Neither the full text of the initial draft agreed on by Medvedev and Sarkozy on August 12 nor that of the truncated version that resulted from overnight talks between Sarkozy and Saakashvili and to which Medvedev acceded by telephone has been made public. But the initial draft apparently consisted of a preamble in which Sarkozy and Medvedev expressed support for a six-point plan for halting the fighting. Those six points encompassed a cease-fire; a pledge not to resume hostilities; the withdrawal of both Georgian and Russian troops to the positions they occupied prior to August 7; unspecified "additional security measures" by the 500-man Russian peacekeeping force in South Ossetia pending the deployment there of an international contingent; and internationally mediated talks on the future status of Abkhazia and South Ossetia. This final point was dropped in the amended version because Saakashvili objected to it.

Speaking on August 16, Lavrov alleged that the version Saakashvili signed the previous day did not include the preamble that, according to Lavrov, affirmed that "the principles set out below are supported by the presidents of Russia and France, and the presidents of Russia and France call on the parties to sign this document." That wording, if indeed accurate, thus fails to designate Russia a "party" to the conflict and implies that the "parties" are Georgia, South Ossetia, and Abkhazia.

In addition, Lavrov said the version of the plan signed in Moscow on August 14 by the de facto presidents of Abkhazia and South Ossetia, Sergei Bagapsh and Eduard Kokoity, and on August 16 by Medvedev, was the original version agreed by Sarkozy and Medvedev in Moscow on August 12 and that included provision for internationally mediated talks on the future status of Abkhazia and South Ossetia and measures to guarantee the security of their respective populations.
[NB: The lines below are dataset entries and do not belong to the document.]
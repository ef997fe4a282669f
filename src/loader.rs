use std::io::BufRead;
use std::sync::atomic::AtomicBool;
use std::sync::atomic::Ordering;

use chrono::DateTime;
use chrono::Utc;

use crate::dupe::DupeIndex;
use crate::errors::Error;
use crate::hash::Tth;
use crate::path::ListPath;
use crate::path::is_valid_component;
use crate::registry::PathRegistry;
use crate::tree::DirId;
use crate::tree::DirType;
use crate::tree::Directory;
use crate::tree::File;
use crate::tree::Tree;
use crate::utils::parse_unix_date;
use crate::xml;
use crate::xml::Attributes;
use crate::xml::TagHandler;

/// Streaming loader for one file list document.
///
/// A fresh load appends everything below the root. An update resolves the
/// `Base` of the document first, creating missing intermediate directories
/// as incomplete, and reuses directories already known to the registry.
pub struct ListLoader<'a> {
    tree: &'a mut Tree,
    registry: &'a mut PathRegistry,
    closing: &'a AtomicBool,
    cur: DirId,
    base: ListPath,
    base_lower: String,
    // one entry per open Directory tag, the accumulator length to restore
    prefix_stack: Vec<Option<usize>>,
    // open Directory tags inside a skipped subtree
    skip_depth: usize,
    in_listing: bool,
    updating: bool,
    partial_list: bool,
    lan_mode: bool,
    dupes: Option<&'a dyn DupeIndex>,
    list_date: Option<DateTime<Utc>>,
    peer: String,
    dirs_loaded: usize,
}

impl<'a> ListLoader<'a> {
    /// Creates a loader for a fresh load into `tree`.
    pub fn new(tree: &'a mut Tree, registry: &'a mut PathRegistry, closing: &'a AtomicBool) -> Self {
        let cur = tree.root();
        Self {
            tree,
            registry,
            closing,
            cur,
            base: ListPath::root(),
            base_lower: String::new(),
            prefix_stack: Vec::new(),
            skip_depth: 0,
            in_listing: false,
            updating: false,
            partial_list: false,
            lan_mode: false,
            dupes: None,
            list_date: None,
            peer: String::new(),
            dirs_loaded: 0,
        }
    }

    /// Merges the document into the existing tree at `base`.
    pub fn updating(mut self, base: ListPath) -> Self {
        self.updating = true;
        self.base = base;
        self
    }

    /// Classifies new files, and for partial lists new directories, against
    /// `index`.
    pub fn check_dupes(mut self, index: &'a dyn DupeIndex, partial_list: bool) -> Self {
        self.dupes = Some(index);
        self.partial_list = partial_list;
        self
    }

    /// Accepts file entries without a hash.
    pub fn lan_mode(mut self, lan_mode: bool) -> Self {
        self.lan_mode = lan_mode;
        self
    }

    /// Fetch date stamped on created directories.
    pub fn list_date(mut self, date: Option<DateTime<Utc>>) -> Self {
        self.list_date = date;
        self
    }

    /// Peer name used in log messages.
    pub fn peer(mut self, peer: impl Into<String>) -> Self {
        self.peer = peer.into();
        self
    }

    /// Parses the whole document and returns the number of directories that
    /// were created or merged.
    ///
    /// A malformed document stops the load but keeps what was merged so far;
    /// the error is logged and the count is returned. Closing the listing
    /// surfaces as [`Error::Aborted`] and a failed allocation as
    /// [`Error::OutOfMemory`].
    pub fn load<R: BufRead>(mut self, reader: R) -> Result<usize, Error> {
        match xml::parse(reader, &mut self) {
            Ok(()) => Ok(self.dirs_loaded),
            Err(e @ (Error::Aborted | Error::OutOfMemory)) => Err(e),
            Err(e) => {
                log::error!("Error in file list loading: {e}. User: [ {} ]", self.peer);
                Ok(self.dirs_loaded)
            }
        }
    }

    /// [`ListLoader::load`] over an in-memory document.
    pub fn load_str(self, xml: &str) -> Result<usize, Error> {
        self.load(xml.as_bytes())
    }

    fn start_listing(&mut self, attrs: &Attributes, simple: bool) -> Result<(), Error> {
        if self.updating {
            if let Some(declared) = attrs.non_empty(xml::ATTR_BASE) {
                if declared.starts_with('/') && declared.ends_with('/') {
                    let declared = ListPath::from_adc(declared)?;
                    if declared.registry_key() != self.base.registry_key() {
                        return Err(Error::parse(format!(
                            "The base directory specified in the file list ({}) doesn't match the expected base ({})",
                            declared.to_adc(),
                            self.base.to_adc()
                        )));
                    }
                }
            }

            let mut cur = self.tree.root();
            let mut path = ListPath::root();
            for name in self.base.components() {
                path.push(name);
                cur = match self.tree.find_child_exact(cur, name) {
                    Some(d) => d,
                    None => {
                        let mut dir = Directory::new(name.as_str(), DirType::IncompleteWithChildren)
                            .with_update_date(self.list_date);
                        if let Some(index) = self.dupes {
                            dir.set_dupe(index.lookup_directory(&path, 0));
                        }
                        self.tree.try_reserve(cur, 1, 0)?;
                        let d = self.tree.add_directory(cur, dir);
                        self.registry.insert(path.registry_key(), d, false);
                        d
                    }
                };
            }

            self.base_lower = self.base.registry_key();
            self.registry.insert(self.base_lower.clone(), cur, true);

            let base_date = attrs.get(xml::ATTR_BASE_DATE).and_then(parse_unix_date);
            let dir = &mut self.tree[cur];
            dir.set_update_date(self.list_date);
            dir.set_remote_date(base_date);
            self.cur = cur;
        }

        self.in_listing = true;
        if simple {
            self.end_tag(xml::TAG_FILE_LISTING)?;
        }
        Ok(())
    }

    fn start_file(&mut self, attrs: &Attributes) -> Result<(), Error> {
        let Some(name) = attrs.non_empty(xml::ATTR_NAME) else {
            log::debug!("Skipping file without a name");
            return Ok(());
        };
        if !is_valid_component(name) {
            log::debug!("Skipping file with invalid name {name}");
            return Ok(());
        }
        let Some(size) = attrs.non_empty(xml::ATTR_SIZE).and_then(|s| s.parse::<u64>().ok()) else {
            log::debug!("Skipping file {name} without a valid size");
            return Ok(());
        };
        let tth = match attrs.non_empty(xml::ATTR_TTH).map(str::parse::<Tth>) {
            Some(Ok(tth)) => tth,
            _ if self.lan_mode => Tth::default(),
            _ => {
                log::debug!("Skipping file {name} without a valid TTH");
                return Ok(());
            }
        };

        let mut file = File::new(name, size, tth);
        file.remote_date = attrs.get(xml::ATTR_DATE).and_then(parse_unix_date);
        if let Some(index) = self.dupes {
            if size > 0 {
                file.dupe = index.lookup(&file.tth);
            }
        }
        self.tree.try_reserve(self.cur, 0, 1)?;
        self.tree.add_file(self.cur, file);
        Ok(())
    }

    fn start_directory(&mut self, attrs: &Attributes, simple: bool) -> Result<(), Error> {
        let name = attrs
            .non_empty(xml::ATTR_NAME)
            .ok_or_else(|| Error::parse("Directory missing name attribute"))?
            .to_string();
        if !is_valid_component(&name) {
            log::debug!("Skipping directory with invalid name {name}. User: [ {} ]", self.peer);
            if !simple {
                self.skip_depth = 1;
            }
            return Ok(());
        }
        let incomplete = attrs.flag(xml::ATTR_INCOMPLETE);
        let children = attrs.flag(xml::ATTR_CHILDREN);
        let size = attrs
            .non_empty(xml::ATTR_SIZE)
            .and_then(|s| s.parse::<u64>().ok())
            .unwrap_or(0);
        let date = attrs.get(xml::ATTR_DATE).and_then(parse_unix_date);

        self.dirs_loaded += 1;
        let key = format!("{}{}/", self.base_lower, name.to_lowercase());
        let existing = if self.updating {
            self.registry.lookup(&*self.tree, &key)
        } else {
            None
        };

        let d = match existing {
            Some(d) => {
                let dir = &mut self.tree[d];
                if !incomplete {
                    dir.set_complete();
                }
                dir.set_remote_date(date);
                d
            }
            None => {
                let mut dir = Directory::new(name.as_str(), DirType::from_flags(incomplete, children))
                    .with_update_date(self.list_date)
                    .with_partial_size(size)
                    .with_remote_date(date);
                if let (Some(index), true) = (self.dupes, self.partial_list) {
                    let path = self.tree.get_path(self.cur).child(&name);
                    dir.set_dupe(index.lookup_directory(&path, size));
                }
                self.tree.try_reserve(self.cur, 1, 0)?;
                let d = self.tree.add_directory(self.cur, dir);
                if self.updating && !incomplete {
                    self.registry.insert(key, d, true);
                }
                d
            }
        };

        self.cur = d;
        if self.updating && self.tree[d].is_complete() {
            self.prefix_stack.push(Some(self.base_lower.len()));
            self.base_lower.push_str(&name.to_lowercase());
            self.base_lower.push('/');
        } else {
            self.prefix_stack.push(None);
        }

        if simple {
            self.end_tag(xml::TAG_DIRECTORY)?;
        }
        Ok(())
    }
}

impl TagHandler for ListLoader<'_> {
    fn start_tag(&mut self, name: &str, attrs: &Attributes, simple: bool) -> Result<(), Error> {
        if self.closing.load(Ordering::Relaxed) {
            return Err(Error::Aborted);
        }

        if self.skip_depth > 0 {
            if name == xml::TAG_DIRECTORY && !simple {
                self.skip_depth += 1;
            }
        } else if self.in_listing {
            match name {
                xml::TAG_FILE => self.start_file(attrs)?,
                xml::TAG_DIRECTORY => self.start_directory(attrs, simple)?,
                _ => {}
            }
        } else if name == xml::TAG_FILE_LISTING {
            self.start_listing(attrs, simple)?;
        }
        Ok(())
    }

    fn end_tag(&mut self, name: &str) -> Result<(), Error> {
        if !self.in_listing {
            return Ok(());
        }
        if self.skip_depth > 0 {
            if name == xml::TAG_DIRECTORY {
                self.skip_depth -= 1;
            }
            return Ok(());
        }
        match name {
            xml::TAG_DIRECTORY => {
                if let Some(Some(len)) = self.prefix_stack.pop() {
                    self.base_lower.truncate(len);
                }
                if let Some(parent) = self.tree[self.cur].parent() {
                    self.cur = parent;
                }
            }
            xml::TAG_FILE_LISTING => {
                // the directory the document describes is exact only now
                self.tree[self.cur].set_complete();
                self.in_listing = false;
            }
            _ => {}
        }
        Ok(())
    }
}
A comment attributed by Caucasus Press to visiting U.S. Secretary of State Condoleezza Rice only compounds the confusion. That agency quoted Rice as saying in Tbilisi on August 15, following five hours of talks with Saakashvili, that "we have signed the document that was countersigned by the presidents of Russia, Georgia, and France as a guarantor from the EU."

On the one hand, it seems highly unlikely that Saakashvili would have agreed to a preamble that implicitly not only exonerates Russia but designates Abkhazia and South Ossetia as conflict parties that thus should be represented at future talks on resolving the conflict. But on the other hand, it is equally unlikely Medvedev would have agreed to omitting that preamble from the amended version of the draft, which Sarkozy was quoted by the Georgian website on August 13 as saying Medvedev had approved.